Les raisins de la colère
27 octobre 2003
Québec
En se présentant devant le Parti québécois, la semaine dernière, le professeur de science politique Jean-Herman Guay n'a pas été à la hauteur des attentes que l'on entretient à l'endroit d'un scientifique. Son opinion, des impressions générales, occupait dans son texte plus d'espace qu'une analyse rigoureuse fondée sur les faits.
Son discours ne contenait guère de nouvelles observations sur la société québécoise ou sur le sens de l'action politique dans l'ère postmoderne. Inviter les péquistes à «faire le deuil de certains rêves» peut avoir un sens si l'on a quelque chose à offrir en échange ou si l'on fait la démonstration que l'objectif poursuivi est inatteignable. Or M. Guay est arrivé les mains vides à cet égard. Résultat: les péquistes qu'il cherchait à convaincre se sont braqués. Par contre, tous les désabusés de la politique et de la question nationale y ont trouvé source de réconfort quant à leur décision d'y tourner le dos.
D'où M. Guay tient-il, par exemple, qu'au moins la moitié des 44 % de Québécois qui se déclaraient souverainistes lors du dernier sondage de la maison CROP, en septembre dernier, continuent de se dire souverainistes par habitude sans vraiment y croire? Pourquoi ces gens-là répondraient-ils ainsi? Quelle analyse du comportement électoral ou quelle théorie de la science politique soutient cette conclusion? Il n'y en a aucune.
On peut certainement dire que l'appui dans les sondages n'est pas une garantie que la souveraineté soit à portée de main, mais cela n'est pas suffisant pour recommander de remiser ses rêves ou, dirais-je plutôt, ses projets.
Le raisonnement du professeur Guay comporte une faille d'une dimension abyssale. Argument massue pour porter le deuil: les raisins de la colère auraient disparu. «L'insécurité linguistique n'habite plus le milieu du travail ou celui du commerce et le sentiment d'infériorité est rentré dans les livres d'histoire», écrit-il. Le Québec a tellement progressé depuis les années 1960 qu'il n'y aurait plus de raisons, aujourd'hui, de fonder un nouveau pays.
Si l'on suit la logique du professeur, on devrait conclure que plus l'insécurité est forte, plus l'appui à la souveraineté devrait être élevée.
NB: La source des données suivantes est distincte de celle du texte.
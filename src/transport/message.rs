//! Key/value messages exchanged with the phone

use serde::{Deserialize, Serialize};
use std::collections::BTreeMap;

/// Wire keys shared with the phone companion
pub mod keys {
    pub const REQUEST_TYPE: u32 = 0;
    pub const DATA_INDEX: u32 = 1;
    pub const DATA_COUNT: u32 = 2;
    pub const DATA_TITLE: u32 = 3;
    pub const DATA_SUBTITLE: u32 = 4;
    pub const DATA_EXTRA: u32 = 5;
    pub const DATA_ROUND: u32 = 6;
    pub const DATA_POINTS: u32 = 7;
    pub const DATA_POSITION: u32 = 8;
    pub const DATA_GENERATION: u32 = 9;

    /// Name of a key for logs
    pub fn name(key: u32) -> &'static str {
        match key {
            REQUEST_TYPE => "REQUEST_TYPE",
            DATA_INDEX => "DATA_INDEX",
            DATA_COUNT => "DATA_COUNT",
            DATA_TITLE => "DATA_TITLE",
            DATA_SUBTITLE => "DATA_SUBTITLE",
            DATA_EXTRA => "DATA_EXTRA",
            DATA_ROUND => "DATA_ROUND",
            DATA_POINTS => "DATA_POINTS",
            DATA_POSITION => "DATA_POSITION",
            DATA_GENERATION => "DATA_GENERATION",
            _ => "UNKNOWN",
        }
    }
}

// Dictionary layout: one count byte, then key(4) + type(1) + length(2) per entry
const HEADER_LEN: usize = 1;
const ENTRY_OVERHEAD: usize = 7;

/// A typed message value
#[derive(Debug, Clone, PartialEq, Eq, Serialize, Deserialize)]
pub enum Value {
    U8(u8),
    Int(i32),
    /// Null-terminated on the wire
    Str(String),
}

impl Value {
    /// Bytes this value occupies on the wire
    pub fn encoded_len(&self) -> usize {
        match self {
            Value::U8(_) => 1,
            Value::Int(_) => 4,
            Value::Str(text) => text.len() + 1,
        }
    }
}

/// One message: a mapping of small integer keys to typed values
#[derive(Debug, Clone, Default, PartialEq, Eq, Serialize, Deserialize)]
pub struct Message {
    entries: BTreeMap<u32, Value>,
}

impl Message {
    pub fn new() -> Self {
        Self::default()
    }

    /// Builder-style integer entry
    pub fn with_int(mut self, key: u32, value: i32) -> Self {
        self.insert(key, Value::Int(value));
        self
    }

    /// Builder-style 8-bit entry
    pub fn with_u8(mut self, key: u32, value: u8) -> Self {
        self.insert(key, Value::U8(value));
        self
    }

    /// Builder-style string entry
    pub fn with_str(mut self, key: u32, value: impl Into<String>) -> Self {
        self.insert(key, Value::Str(value.into()));
        self
    }

    pub fn insert(&mut self, key: u32, value: Value) -> Option<Value> {
        self.entries.insert(key, value)
    }

    pub fn get(&self, key: u32) -> Option<&Value> {
        self.entries.get(&key)
    }

    pub fn contains(&self, key: u32) -> bool {
        self.entries.contains_key(&key)
    }

    /// Integer value under `key`; strings read as absent
    pub fn int(&self, key: u32) -> Option<i32> {
        match self.entries.get(&key)? {
            Value::U8(value) => Some(i32::from(*value)),
            Value::Int(value) => Some(*value),
            Value::Str(_) => None,
        }
    }

    /// String value under `key`; integers read as absent
    pub fn str(&self, key: u32) -> Option<&str> {
        match self.entries.get(&key)? {
            Value::Str(text) => Some(text.as_str()),
            _ => None,
        }
    }

    pub fn len(&self) -> usize {
        self.entries.len()
    }

    pub fn is_empty(&self) -> bool {
        self.entries.is_empty()
    }

    pub fn iter(&self) -> impl Iterator<Item = (u32, &Value)> {
        self.entries.iter().map(|(key, value)| (*key, value))
    }

    /// Size of this message in the watch's dictionary encoding
    pub fn encoded_len(&self) -> usize {
        HEADER_LEN
            + self.entries.values().map(|value| ENTRY_OVERHEAD + value.encoded_len()).sum::<usize>()
    }
}
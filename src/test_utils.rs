//! Shared fixtures for unit tests and benchmarks
//!
//! Payloads mirror what the companion app sends for the 2025 season.

#![cfg(any(test, feature = "benchmark"))]

use std::collections::VecDeque;

use crate::transport::{Message, MessageSource, Transport};
use crate::{Result, SyncError};

/// Upcoming races as a bulk payload (section 0)
pub const CALENDAR_UPCOMING: &str = "\
21|São Paulo Grand Prix|São Paulo
22|Las Vegas Grand Prix|Las Vegas
23|Qatar Grand Prix|Lusail
24|Abu Dhabi Grand Prix|Yas Marina";

/// Previous races as a bulk payload (section 1)
pub const CALENDAR_PREVIOUS: &str = "\
1|Australian Grand Prix|Melbourne
2|Chinese Grand Prix|Shanghai
3|Japanese Grand Prix|Suzuka
4|Bahrain Grand Prix|Sakhir
5|Saudi Arabian Grand Prix|Jeddah
6|Miami Grand Prix|Miami, United States";

/// Sprint weekend schedule for one race
pub const RACE_EVENTS: &str = "\
Practice 1|2025-05-02T16:30:00Z
Sprint Qualifying|2025-05-02T20:30:00Z
Sprint|2025-05-03T16:00:00Z
Qualifying|2025-05-03T20:00:00Z
Race|2025-05-04T20:00:00Z";

pub const DRIVER_STANDINGS: &str = "\
1|Oscar Piastri|PIA|346 pts
2|Lando Norris|NOR|332 pts
3|Max Verstappen|VER|306 pts
4|George Russell|RUS|252 pts
5|Charles Leclerc|LEC|192 pts";

pub const TEAM_STANDINGS: &str = "\
1|McLaren|678 pts
2|Mercedes|341 pts
3|Ferrari|334 pts
4|Red Bull Racing|320 pts";

/// Driver standings payload with `drivers` lines, for sizing benchmarks
pub fn driver_standings_payload(drivers: usize) -> String {
    (0..drivers)
        .map(|i| format!("{}|Driver Number {}|D{:02}|{} pts\n", i + 1, i, i % 100, 500 - i.min(500)))
        .collect()
}

/// Transport that records outbound messages
#[derive(Debug, Default)]
pub struct RecordingTransport {
    pub opened: Option<(usize, usize)>,
    pub sent: Vec<Message>,
    /// Refuse sends with [`SyncError::Busy`]
    pub busy: bool,
}

impl Transport for RecordingTransport {
    fn open(&mut self, inbox_capacity: usize, outbox_capacity: usize) -> Result<()> {
        self.opened = Some((inbox_capacity, outbox_capacity));
        Ok(())
    }

    fn send(&mut self, message: Message) -> Result<()> {
        if self.opened.is_none() {
            return Err(SyncError::NotOpen);
        }
        if self.busy {
            return Err(SyncError::busy());
        }
        self.sent.push(message);
        Ok(())
    }
}

/// Message source that replays a fixed script
///
/// Once the script runs out it either ends the stream or, when `hold_open`
/// is set, never yields again.
#[derive(Debug, Default)]
pub struct ScriptedSource {
    script: VecDeque<Result<Option<Message>>>,
    hold_open: bool,
}

impl ScriptedSource {
    pub fn new() -> Self {
        Self::default()
    }

    pub fn message(mut self, message: Message) -> Self {
        self.script.push_back(Ok(Some(message)));
        self
    }

    pub fn error(mut self, error: SyncError) -> Self {
        self.script.push_back(Err(error));
        self
    }

    pub fn hold_open(mut self) -> Self {
        self.hold_open = true;
        self
    }
}

#[async_trait::async_trait]
impl MessageSource for ScriptedSource {
    async fn next_message(&mut self) -> Result<Option<Message>> {
        match self.script.pop_front() {
            Some(step) => step,
            None if self.hold_open => std::future::pending().await,
            None => Ok(None),
        }
    }
}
Or l'insécurité culturelle était plus forte en 1970 ou même en 1980 qu'elle ne l'était en 1995. L'appui à la souveraineté aurait donc dû être plus élevé il y a 20 ou 30 ans qu'aujourd'hui. Chacun sait que c'est l'inverse qui est vrai. En 1980, 40 % des Québécois ont voté OUI au référendum. En 1995, l'appui avait grimpé à 49,4 %, et ce, malgré la réduction de l'écart de salaire entre francophones et anglophones, malgré les succès de Québec inc. et la renommée internationale de la chanson québécoise, malgré la construction d'un État providence moderne. Bref, malgré nos succès.
Dans un ouvrage paru peu de temps après le référendum de 1995 (Un combat inachevé), le sociologue Maurice Pinard, de l'Université McGill, s'est demandé pourquoi l'appui à la souveraineté avait augmenté en moyenne d'un point de pourcentage par année depuis 25 ans alors que, comme le dit M. Guay, les griefs entretenus par la population francophone (insécurité linguistique, sentiment d'infériorité) n'avaient, du moins théoriquement, plus leur raison d'être. Il a découvert trois choses.
D'abord, que la montée de la souveraineté s'explique en partie par des éléments de conjoncture: l'échec de l'Accord du lac Meech, le leadership de Lucien Bouchard, les difficultés financières de l'État fédéral, etc. Bref, l'action politique y est pour quelque chose.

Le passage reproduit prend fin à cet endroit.